Pro tip: Be sure not to overdo it. People can spot a compliment sandwich a mile away, so keep your positive feedback genuine and relevant.

5. Ask for feedback during your performance reviews

If you really want to make the most of your sales performance reviews, ask for feedback.

How can you help your reps become better sellers? Do they need more support in certain areas? Are there specific tools you can buy that will help them become more effective in their jobs? And how can you adjust the review process to make it more enjoyable?

These are all questions you should ask your sales reps. Once you have answers to them, take action. Implement their suggestions and see what happens.

If your sales reps don't feel comfortable critiquing you to your face, give them an opportunity to leave anonymous feedback. You can get software for this specific purpose. Or you can put a "tip jar" in the office and let reps share their thoughts on little pieces of paper.

At the end of the day, how you get feedback doesn't matter. Just make sure you get it, one way or another, so that you have the chance to improve as well.

Bonus tip: Conduct sales performance reviews more often

Whoa, we're not quite done yet! We've got one more important tip to share: Conduct sales performance reviews on a quarterly, rather than annual, basis.

A lot can happen in a year. Company objectives can change. Customer preferences can shift. Email sequences that worked like gangbusters in Q1 might fall flat in Q3. That's why it makes sense to meet with your team every three months and assess progress.

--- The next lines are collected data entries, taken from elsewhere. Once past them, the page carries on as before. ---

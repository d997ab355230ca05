use kernel_memory_addresses::VirtualAddress;
use kernel_sync::{InterruptControl, SpinMutex};
use kernel_vmem::TlbFlush;
use std::cell::RefCell;
use std::collections::HashMap;
use std::sync::atomic::{AtomicUsize, Ordering};

thread_local! {
    static FLAGS: RefCell<HashMap<usize, bool>> = RefCell::new(HashMap::new());
}

static NEXT_MACHINE: AtomicUsize = AtomicUsize::new(0);

/// An interrupt flag without a CPU behind it.
///
/// Every thread plays its own CPU and sees its own flag. A thread that has
/// not touched the flag yet starts in the state given to [`new`](Self::new).
#[derive(Debug)]
pub struct SoftInterrupts {
    machine: usize,
    initially_enabled: bool,
    disables: AtomicUsize,
}

impl SoftInterrupts {
    #[must_use]
    pub fn new(enabled: bool) -> Self {
        Self {
            machine: NEXT_MACHINE.fetch_add(1, Ordering::Relaxed),
            initially_enabled: enabled,
            disables: AtomicUsize::new(0),
        }
    }

    /// How often interrupts went from enabled to disabled, summed over all
    /// threads.
    #[must_use]
    pub fn disable_count(&self) -> usize {
        self.disables.load(Ordering::SeqCst)
    }

    /// Set the calling thread's flag.
    pub fn set_enabled(&self, enabled: bool) {
        FLAGS.with_borrow_mut(|flags| {
            flags.insert(self.machine, enabled);
        });
    }

    fn swap(&self, enabled: bool) -> bool {
        FLAGS.with_borrow_mut(|flags| {
            flags
                .insert(self.machine, enabled)
                .unwrap_or(self.initially_enabled)
        })
    }
}

impl Default for SoftInterrupts {
    fn default() -> Self {
        Self::new(true)
    }
}

impl InterruptControl for SoftInterrupts {
    fn enabled(&self) -> bool {
        FLAGS.with_borrow(|flags| {
            flags
                .get(&self.machine)
                .copied()
                .unwrap_or(self.initially_enabled)
        })
    }

    fn disable(&self) {
        if self.swap(false) {
            self.disables.fetch_add(1, Ordering::SeqCst);
        }
    }

    fn enable(&self) {
        self.swap(true);
    }
}

/// A TLB that only remembers which pages were invalidated.
#[derive(Debug, Default)]
pub struct RecordingTlb {
    flushed: SpinMutex<Vec<VirtualAddress>>,
}

impl RecordingTlb {
    #[must_use]
    pub fn flushed(&self) -> Vec<VirtualAddress> {
        self.flushed.lock().clone()
    }

    pub fn clear(&self) {
        self.flushed.lock().clear();
    }
}

impl TlbFlush for RecordingTlb {
    fn flush_page(&self, va: VirtualAddress) {
        self.flushed.lock().push(va);
    }
}

#[cfg(test)]
mod tests {
    use super::*;
    use std::thread;

    #[test]
    fn each_thread_has_its_own_flag() {
        let irq = SoftInterrupts::default();
        irq.disable();
        assert!(!irq.enabled());

        thread::scope(|s| {
            s.spawn(|| {
                assert!(irq.enabled());
                irq.disable();
                irq.enable();
            });
        });

        assert!(!irq.enabled());
        assert_eq!(irq.disable_count(), 2);
    }

    #[test]
    fn machines_do_not_share_flags() {
        let a = SoftInterrupts::default();
        let b = SoftInterrupts::new(false);
        a.disable();
        assert!(!a.enabled());
        assert!(!b.enabled());
        b.enable();
        assert!(b.enabled());
        assert!(!a.enabled());
    }
}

The data backs this tip up, too. According to Forbes, companies that set quarterly sales performance goals achieve 31% higher returns than those that set annual ones.

So make the time for quarterly sales performance reviews. Will it be more work? Yes. Will your reps grumble under their breaths? Maybe. Will it be worth it in the end? Absolutely! Your goal as a sales manager is to increase sales. Quarterly reviews will help make that happen.

Final thoughts

Sales performance reviews are important, as they give sales managers like yourself the chance to critique and congratulate the sales reps they manage.

To take advantage of this important opportunity, use the tips we shared in this article. If you create a review template, analyze sales processes instead of just results, set goals for each rep, frame your critiques in a positive light, and ask for feedback, you should do just fine.